El mensaje de Ana María a las madres que deben enfrentar la vida sin la presencia del padre de sus hijos, es contundente y humano. "Lo primero que tienen que hacer es tomar una opción por sus hijos, porque ellos no pasan, los hombres pueden pasar, pero los hijos no. Los hijos son el mayor tesoro de uno, para mí son lo más preciado y también mis nietos. Cuando uno es sola tiene que ser dura con sus hijos, no permitirles tanta cosa, porque hoy día las mamás son muy permisivas con los niños. Hay que enseñar bien a los hijos, con respeto, no sólo a uno, sino que a la sociedad", declara.

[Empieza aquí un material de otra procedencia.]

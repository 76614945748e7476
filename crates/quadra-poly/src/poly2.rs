//! The `Poly2` value type.
//!
//! Coefficients are stored keyed by exponent. Construction takes them
//! highest degree first, so `Poly2::new(vec![1, -4, 3])` is `x^2 - 4x + 3`.

use std::any::{type_name, Any};
use std::cmp::Ordering;
use std::collections::BTreeMap;
use std::ops::{Add, Sub};

use quadra_rings::Ring;
use smallvec::SmallVec;

use crate::error::{PolyError, PolyResult};

/// A polynomial of degree at most two.
///
/// The exponent map is the only storage. [`Poly2::positional`] derives the
/// `(a, b, c)` reading used by solving and evaluation.
#[derive(Clone, PartialEq, Debug)]
pub struct Poly2<R: Ring> {
    /// Coefficients keyed by exponent.
    coeffs: BTreeMap<usize, R>,
}

/// The positional reading of a polynomial's coefficients.
///
/// Coefficients are taken in construction order (descending exponent) and
/// read as `a`, `b`, `c` of `a·x² + b·x + c`, whatever their exponents.
#[derive(Clone, PartialEq, Debug)]
pub enum Positional<R> {
    /// One coefficient: `a·x²`.
    Square(R),
    /// Two coefficients: `a·x² + b·x`.
    NoConstant(R, R),
    /// Three coefficients: `a·x² + b·x + c`.
    Full(R, R, R),
    /// More than three coefficients; reads as the zero quadratic.
    Overfull(usize),
}

impl<R: Ring> Positional<R> {
    /// Returns `(a, b, c)`, filling absent positions with zero.
    #[must_use]
    pub fn abc(&self) -> (R, R, R) {
        match self {
            Self::Square(a) => (a.clone(), R::zero(), R::zero()),
            Self::NoConstant(a, b) => (a.clone(), b.clone(), R::zero()),
            Self::Full(a, b, c) => (a.clone(), b.clone(), c.clone()),
            Self::Overfull(_) => (R::zero(), R::zero(), R::zero()),
        }
    }

    /// Converts every coefficient with `f`, stopping at the first error.
    ///
    /// # Errors
    ///
    /// Returns the first error produced by `f`.
    pub fn try_map<T, E>(
        &self,
        mut f: impl FnMut(&R) -> Result<T, E>,
    ) -> Result<Positional<T>, E> {
        Ok(match self {
            Self::Square(a) => Positional::Square(f(a)?),
            Self::NoConstant(a, b) => Positional::NoConstant(f(a)?, f(b)?),
            Self::Full(a, b, c) => Positional::Full(f(a)?, f(b)?, f(c)?),
            Self::Overfull(n) => Positional::Overfull(*n),
        })
    }

    /// Evaluates the reading at `x`.
    #[must_use]
    pub fn eval(&self, x: &R) -> R {
        let square = x.clone() * x.clone();
        match self {
            Self::Square(a) => a.clone() * square,
            Self::NoConstant(a, b) => a.clone() * square + b.clone() * x.clone(),
            Self::Full(a, b, c) => a.clone() * square + b.clone() * x.clone() + c.clone(),
            Self::Overfull(_) => R::zero(),
        }
    }
}

impl<R: Ring> Poly2<R> {
    /// Creates a polynomial from coefficients, highest degree first.
    ///
    /// The last coefficient gets exponent 0. No validation is performed;
    /// an empty vector gives a polynomial with no coefficients.
    #[must_use]
    pub fn new(coeffs: Vec<R>) -> Self {
        Self {
            coeffs: coeffs.into_iter().rev().enumerate().collect(),
        }
    }

    /// Returns the number of stored coefficients, zeros included.
    #[must_use]
    pub fn len(&self) -> usize {
        self.coeffs.len()
    }

    /// Returns true if no coefficients are stored.
    #[must_use]
    pub fn is_empty(&self) -> bool {
        self.coeffs.is_empty()
    }

    /// Returns the coefficient stored at `exponent`.
    #[must_use]
    pub fn coeff(&self, exponent: usize) -> Option<&R> {
        self.coeffs.get(&exponent)
    }

    /// Iterates over `(exponent, coefficient)` in ascending exponent order.
    pub fn terms(&self) -> impl DoubleEndedIterator<Item = (usize, &R)> + '_ {
        self.coeffs.iter().map(|(&e, c)| (e, c))
    }

    /// Returns the positional `(a, b, c)` reading.
    ///
    /// # Errors
    ///
    /// Returns [`PolyError::InvalidDegree`] when there are no coefficients.
    pub fn positional(&self) -> PolyResult<Positional<R>> {
        let leading: SmallVec<[&R; 3]> = self.coeffs.values().rev().take(3).collect();

        match leading.as_slice() {
            _ if self.coeffs.len() > 3 => Ok(Positional::Overfull(self.coeffs.len())),
            [] => Err(PolyError::InvalidDegree(0)),
            [a] => Ok(Positional::Square((*a).clone())),
            [a, b] => Ok(Positional::NoConstant((*a).clone(), (*b).clone())),
            [a, b, c, ..] => Ok(Positional::Full((*a).clone(), (*b).clone(), (*c).clone())),
        }
    }

    /// Adds two polynomials exponent by exponent.
    #[must_use]
    pub fn add_poly(&self, other: &Self) -> Self {
        self.merge(other, |acc, c| acc + c.clone())
    }

    /// Subtracts `other` exponent by exponent.
    #[must_use]
    pub fn sub_poly(&self, other: &Self) -> Self {
        self.merge(other, |acc, c| acc - c.clone())
    }

    /// Starts from a copy of `self` and folds every term of `other` into the
    /// entry at the same exponent, a missing entry counting as zero.
    fn merge(&self, other: &Self, op: impl Fn(R, &R) -> R) -> Self {
        let mut coeffs = self.coeffs.clone();

        for (&exp, c) in &other.coeffs {
            let current = coeffs.remove(&exp).unwrap_or_else(R::zero);
            coeffs.insert(exp, op(current, c));
        }

        Self { coeffs }
    }
}

impl<R: Ring + PartialOrd> Poly2<R> {
    /// Returns `Poly2(c1, c2, ...)` with the coefficients in ascending value
    /// order. Unordered values (NaN) keep their relative position.
    #[must_use]
    pub fn repr(&self) -> String {
        let mut values: Vec<&R> = self.coeffs.values().collect();
        values.sort_by(|a, b| a.partial_cmp(b).unwrap_or(Ordering::Equal));

        let listed: Vec<String> = values.into_iter().map(ToString::to_string).collect();
        format!("Poly2({})", listed.join(", "))
    }
}

impl<R: Ring + 'static> Poly2<R> {
    /// Adds an operand whose type is only known at run time.
    ///
    /// # Errors
    ///
    /// Returns [`PolyError::TypeMismatch`] unless `other` is a `Poly2<R>`.
    pub fn checked_add<T: Any>(&self, other: &T) -> PolyResult<Self> {
        Ok(self.add_poly(Self::downcast(other)?))
    }

    /// Subtracts an operand whose type is only known at run time.
    ///
    /// # Errors
    ///
    /// Returns [`PolyError::TypeMismatch`] unless `other` is a `Poly2<R>`.
    pub fn checked_sub<T: Any>(&self, other: &T) -> PolyResult<Self> {
        Ok(self.sub_poly(Self::downcast(other)?))
    }

    fn downcast<T: Any>(other: &T) -> PolyResult<&Self> {
        (other as &dyn Any)
            .downcast_ref::<Self>()
            .ok_or(PolyError::TypeMismatch {
                expected: type_name::<Self>(),
                found: type_name::<T>(),
            })
    }
}

impl<R: Ring> From<Vec<R>> for Poly2<R> {
    fn from(coeffs: Vec<R>) -> Self {
        Self::new(coeffs)
    }
}

impl<R: Ring> FromIterator<R> for Poly2<R> {
    fn from_iter<I: IntoIterator<Item = R>>(iter: I) -> Self {
        Self::new(iter.into_iter().collect())
    }
}

impl<R: Ring> Add for Poly2<R> {
    type Output = Self;

    fn add(self, rhs: Self) -> Self {
        self.add_poly(&rhs)
    }
}

impl<R: Ring> Add for &Poly2<R> {
    type Output = Poly2<R>;

    fn add(self, rhs: Self) -> Poly2<R> {
        self.add_poly(rhs)
    }
}

impl<R: Ring> Sub for Poly2<R> {
    type Output = Self;

    fn sub(self, rhs: Self) -> Self {
        self.sub_poly(&rhs)
    }
}

impl<R: Ring> Sub for &Poly2<R> {
    type Output = Poly2<R>;

    fn sub(self, rhs: Self) -> Poly2<R> {
        self.sub_poly(rhs)
    }
}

Ana María se va feliz caminando por Barros Luco, presa del recuerdo de aquel primer beso que un día le dio en esa misma avenida el único hombre al que amó, al padre de la familia que hoy ella ama con locura. Estas letras son un homenaje a ella y tantas otras mujeres que siempre y frente a todo optaron por ser madres, incluso olvidándose de ellas mismas para sacar la cara por sus retoños.